It was shortly after the end of World War I, and the European countries had not yet recovered from the devastation. In France job-hunting was especially difficult because of the depressed economy. Even those Chinese students who were fortune enough to find jobs in big factories were paid only half the wages of the ordinary French workers. Worse still, at this time Deng Xiaoping's family could no longer afford to send him money, so he had to scrape along on his own. His high hopes of studying abroad were crushed by the grim reality.
But new ideas were taking strong hold of the young man. Thanks to the October Revolution in Russia, the workers' movement in France was gaining momentum, and Marxism and other schools of socialist thought were winning more and more adherents. A number of ideologically advanced Chinese students were starting to accept Marxism and take the revolutionary road. Under the influence of his seniors, Zhao Shiyan, Zhou Enlai and others, Deng began to study Marxism and do political propaganda work. In1992 he joined the Communist Party of Chinese Youth in Europe (later the name was changed to the Chinese Socialist Youth League in Europe). In the second half of 1924 he joined the Chinese Communist Party and became one of the leading members of the General Branch of the Youth League in Europe. When he worked in Lyons the following year, the Party organization appointed him special representative to the Lyons Area Party Branch, where he directed the Party and League work as well as the Chinese workers' movement.
During the five years he spent in France, from age 16 to 21, Deng Xiaoping was transformed from a patriotic youth into a Marxist. It was the beginning of his revolutionary career. The Chinese Socialist Youth League in Europe published a mimeographed magazine, the Red Light, designed to help the Chinese comrades in France, Belgium and Germany to study theory. Deng not only co-edited and wrote articles for the journal but also cut stencils and did the mimeographing.
At about this time groups of Chinese Communist Party and Youth League members in Europe were going to the Soviet Union to study. In early 1926 Deng Xiaoping left France for Moscow. At first he entered the Communist University of the Toilers of the East, but shortly afterwards he transferred to the Sun Yat-sen University. Named after the pioneer if the Chinese revolution, this university was intended to train personnel for the revolution. In China, meanwhile, a united front had been formed between the Kuomintang and the Communist Party. Inspired by Dr. Sun's policy of alliance with Russia, co-operation with the Communist Party and assistance to peasants and workers, large numbers of Chinese young people with lofty ideals were arriving at the university to study. Today, Deng Xiaoping still remembers the two youngest students in his class -- Feng Funeng, the eldest daughter of Feng Yuxiang, and Jiang Jingguo (Chiang Chingkuo), the eldest son of Chiang Kai-shek.

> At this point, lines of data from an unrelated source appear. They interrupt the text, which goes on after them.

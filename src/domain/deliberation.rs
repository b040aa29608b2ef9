// ==========================================
// 成绩核算与评审引擎 - 评审委员会领域模型
// ==========================================
// 红线: Archived 会议及其案例不可变
// 红线: 案例快照在开案时固化,不与成绩台账实时联动
// 红线: 投票为只追加事件日志, votes 为"每位委员最新一票"投影
// ==========================================

use crate::domain::types::{
    CaseStatus, Recommendation, SessionStatus, StudentSituation, VoteDecision,
};
use chrono::{NaiveDate, NaiveDateTime};
use serde::{Deserialize, Serialize};
use std::collections::{BTreeMap, BTreeSet};
use std::fmt;

// ==========================================
// QuorumPolicy - 法定票数策略
// ==========================================
#[derive(Debug, Clone, Copy, PartialEq, Serialize, Deserialize)]
#[serde(rename_all = "SCREAMING_SNAKE_CASE")]
pub enum QuorumPolicy {
    All,           // 全体委员
    Fraction(f64), // 委员人数比例 (向上取整)
    Count(u32),    // 固定票数
}

impl Default for QuorumPolicy {
    fn default() -> Self {
        QuorumPolicy::All
    }
}

impl QuorumPolicy {
    /// 计算所需票数 (至少 1 票, 至多全体委员)
    pub fn required_votes(&self, panel_size: usize) -> usize {
        let required = match self {
            QuorumPolicy::All => panel_size,
            QuorumPolicy::Fraction(f) => {
                let f = f.clamp(0.0, 1.0);
                (f * panel_size as f64 - 1e-9).ceil().max(0.0) as usize
            }
            QuorumPolicy::Count(n) => *n as usize,
        };
        required.clamp(1, panel_size.max(1))
    }

    /// 从配置字符串解析: ALL / FRACTION:0.75 / COUNT:3
    pub fn from_str(s: &str) -> Option<Self> {
        let s = s.trim().to_uppercase();
        if s == "ALL" {
            return Some(QuorumPolicy::All);
        }
        if let Some(raw) = s.strip_prefix("FRACTION:") {
            return raw
                .trim()
                .parse::<f64>()
                .ok()
                .filter(|f| *f > 0.0 && *f <= 1.0)
                .map(QuorumPolicy::Fraction);
        }
        if let Some(raw) = s.strip_prefix("COUNT:") {
            return raw
                .trim()
                .parse::<u32>()
                .ok()
                .filter(|n| *n > 0)
                .map(QuorumPolicy::Count);
        }
        None
    }

    pub fn to_db_string(&self) -> String {
        match self {
            QuorumPolicy::All => "ALL".to_string(),
            QuorumPolicy::Fraction(f) => format!("FRACTION:{}", f),
            QuorumPolicy::Count(n) => format!("COUNT:{}", n),
        }
    }
}

impl fmt::Display for QuorumPolicy {
    fn fmt(&self, f: &mut fmt::Formatter<'_>) -> fmt::Result {
        write!(f, "{}", self.to_db_string())
    }
}

// ==========================================
// DeliberationSession - 评审会议
// ==========================================
#[derive(Debug, Clone, Serialize, Deserialize)]
pub struct DeliberationSession {
    pub session_id: String,
    pub exam_session_id: String,      // 关联的考试季 (成绩台账 session_id)
    pub promotion: String,            // 年级
    pub session_date: NaiveDate,
    pub panel_members: BTreeSet<String>,
    pub quorum_policy: QuorumPolicy,
    pub status: SessionStatus,
    pub config_snapshot_json: Option<String>,
    pub created_by: String,
    pub created_at: NaiveDateTime,
    pub revision: i32,
}

impl DeliberationSession {
    pub fn is_active(&self) -> bool {
        self.status == SessionStatus::Active
    }

    pub fn is_archived(&self) -> bool {
        self.status == SessionStatus::Archived
    }

    pub fn is_panel_member(&self, member: &str) -> bool {
        self.panel_members.contains(member)
    }

    pub fn required_votes(&self) -> usize {
        self.quorum_policy.required_votes(self.panel_members.len())
    }
}

// ==========================================
// CaseSnapshot - 开案时固化的结果快照
// ==========================================
#[derive(Debug, Clone, Serialize, Deserialize)]
pub struct CaseSnapshot {
    pub current_average: Option<f64>,
    pub situation: StudentSituation,
    pub recommendation: Recommendation,
    pub eliminatory_subjects: Vec<String>,
    pub rank: Option<u32>,
}

// ==========================================
// Vote / VoteEvent - 投票
// ==========================================
#[derive(Debug, Clone, PartialEq, Serialize, Deserialize)]
pub struct Vote {
    pub member: String,
    pub decision: VoteDecision,
    pub comment: Option<String>,
    pub cast_at: NaiveDateTime,
}

/// 投票事件 (只追加)
#[derive(Debug, Clone, Serialize, Deserialize)]
pub struct VoteEvent {
    pub event_id: String,
    pub case_id: String,
    pub seq_no: i64,
    pub vote: Vote,
}

// ==========================================
// DiscussionPoint - 讨论要点
// ==========================================
#[derive(Debug, Clone, Serialize, Deserialize)]
pub struct DiscussionPoint {
    pub seq_no: i32,
    pub author: String,
    pub text: String,
    pub created_at: NaiveDateTime,
}

// ==========================================
// DeliberationCase - 评审案例
// ==========================================
#[derive(Debug, Clone, Serialize, Deserialize)]
pub struct DeliberationCase {
    pub case_id: String,
    pub session_id: String,
    pub student_id: String,
    pub position: i32,                       // 会议内顺序
    pub snapshot: CaseSnapshot,
    pub votes: BTreeMap<String, Vote>,       // 每位委员最新一票
    pub status: CaseStatus,
    pub final_decision: Option<String>,
    pub decision_date: Option<NaiveDateTime>,
    pub discussion_points: Vec<DiscussionPoint>,
    pub revision: i32,
}

impl DeliberationCase {
    pub fn is_open(&self) -> bool {
        matches!(self.status, CaseStatus::Pending | CaseStatus::Discussion)
    }

    pub fn tally(&self) -> VoteTally {
        VoteTally::from_votes(self.votes.values())
    }
}

// ==========================================
// VoteTally - 计票
// ==========================================
#[derive(Debug, Clone, Copy, Default, PartialEq, Eq, Serialize, Deserialize)]
pub struct VoteTally {
    pub approve: usize,
    pub reject: usize,
    pub abstain: usize,
}

impl VoteTally {
    pub fn from_votes<'a>(votes: impl IntoIterator<Item = &'a Vote>) -> Self {
        let mut tally = VoteTally::default();
        for vote in votes {
            match vote.decision {
                VoteDecision::Approve => tally.approve += 1,
                VoteDecision::Reject => tally.reject += 1,
                VoteDecision::Abstain => tally.abstain += 1,
            }
        }
        tally
    }

    pub fn total(&self) -> usize {
        self.approve + self.reject + self.abstain
    }
}

// ==========================================
// DeliberationMinutes - 评审纪要 (PV)
// ==========================================
#[derive(Debug, Clone, Serialize, Deserialize)]
pub struct DeliberationMinutes {
    pub session_id: String,
    pub promotion: String,
    pub session_date: NaiveDate,
    pub status: SessionStatus,
    pub attendees: Vec<String>,
    pub quorum_policy: QuorumPolicy,
    pub entries: Vec<MinutesEntry>,
    pub generated_at: NaiveDateTime,
    pub is_official: bool, // 仅 Completed / Archived 为正式纪要
}

#[derive(Debug, Clone, Serialize, Deserialize)]
pub struct MinutesEntry {
    pub case_id: String,
    pub student_id: String,
    pub snapshot: CaseSnapshot,
    pub status: CaseStatus,
    pub final_decision: Option<String>,
    pub decision_date: Option<NaiveDateTime>,
    pub tally: VoteTally,
    pub discussion_points: Vec<String>,
}

#[cfg(test)]
mod tests {
    use super::*;

    #[test]
    fn test_quorum_required_votes() {
        assert_eq!(QuorumPolicy::All.required_votes(4), 4);
        assert_eq!(QuorumPolicy::Fraction(0.5).required_votes(4), 2);
        assert_eq!(QuorumPolicy::Fraction(0.6).required_votes(4), 3);
        assert_eq!(QuorumPolicy::Fraction(0.75).required_votes(4), 3);
        assert_eq!(QuorumPolicy::Count(10).required_votes(4), 4);
        assert_eq!(QuorumPolicy::Count(2).required_votes(4), 2);
        // 空委员会也至少需要 1 票
        assert_eq!(QuorumPolicy::All.required_votes(0), 1);
    }

    #[test]
    fn test_quorum_policy_parsing() {
        assert_eq!(QuorumPolicy::from_str("all"), Some(QuorumPolicy::All));
        assert_eq!(
            QuorumPolicy::from_str("FRACTION:0.75"),
            Some(QuorumPolicy::Fraction(0.75))
        );
        assert_eq!(QuorumPolicy::from_str("count: 3"), Some(QuorumPolicy::Count(3)));
        assert_eq!(QuorumPolicy::from_str("FRACTION:1.5"), None);
        assert_eq!(QuorumPolicy::from_str("COUNT:0"), None);
        assert_eq!(QuorumPolicy::from_str("majority"), None);
    }
}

Deng spent a year at the Sun Yat-sen University, reading books and studying the basic theories of Marxism-Leninism. At this time Feng Yuexiang, commander of the National Army in northwest China, arrived in the Soviet Union. He was preparing to join in the national revolution in China, so he asked the Communist International to send a number of its Chinese comrades to work in his army. Deng was one of the score of people selected. Traversing the deserts of Mongolia, he arrived in his homeland in the spring of 1927.
After six ears abroad, Deng Xiaoping was no longer the naive young man he had been before he left China. He was now a staunch revolutionary with a basic understanding of Marxism-Leninism and some experience of practical struggle.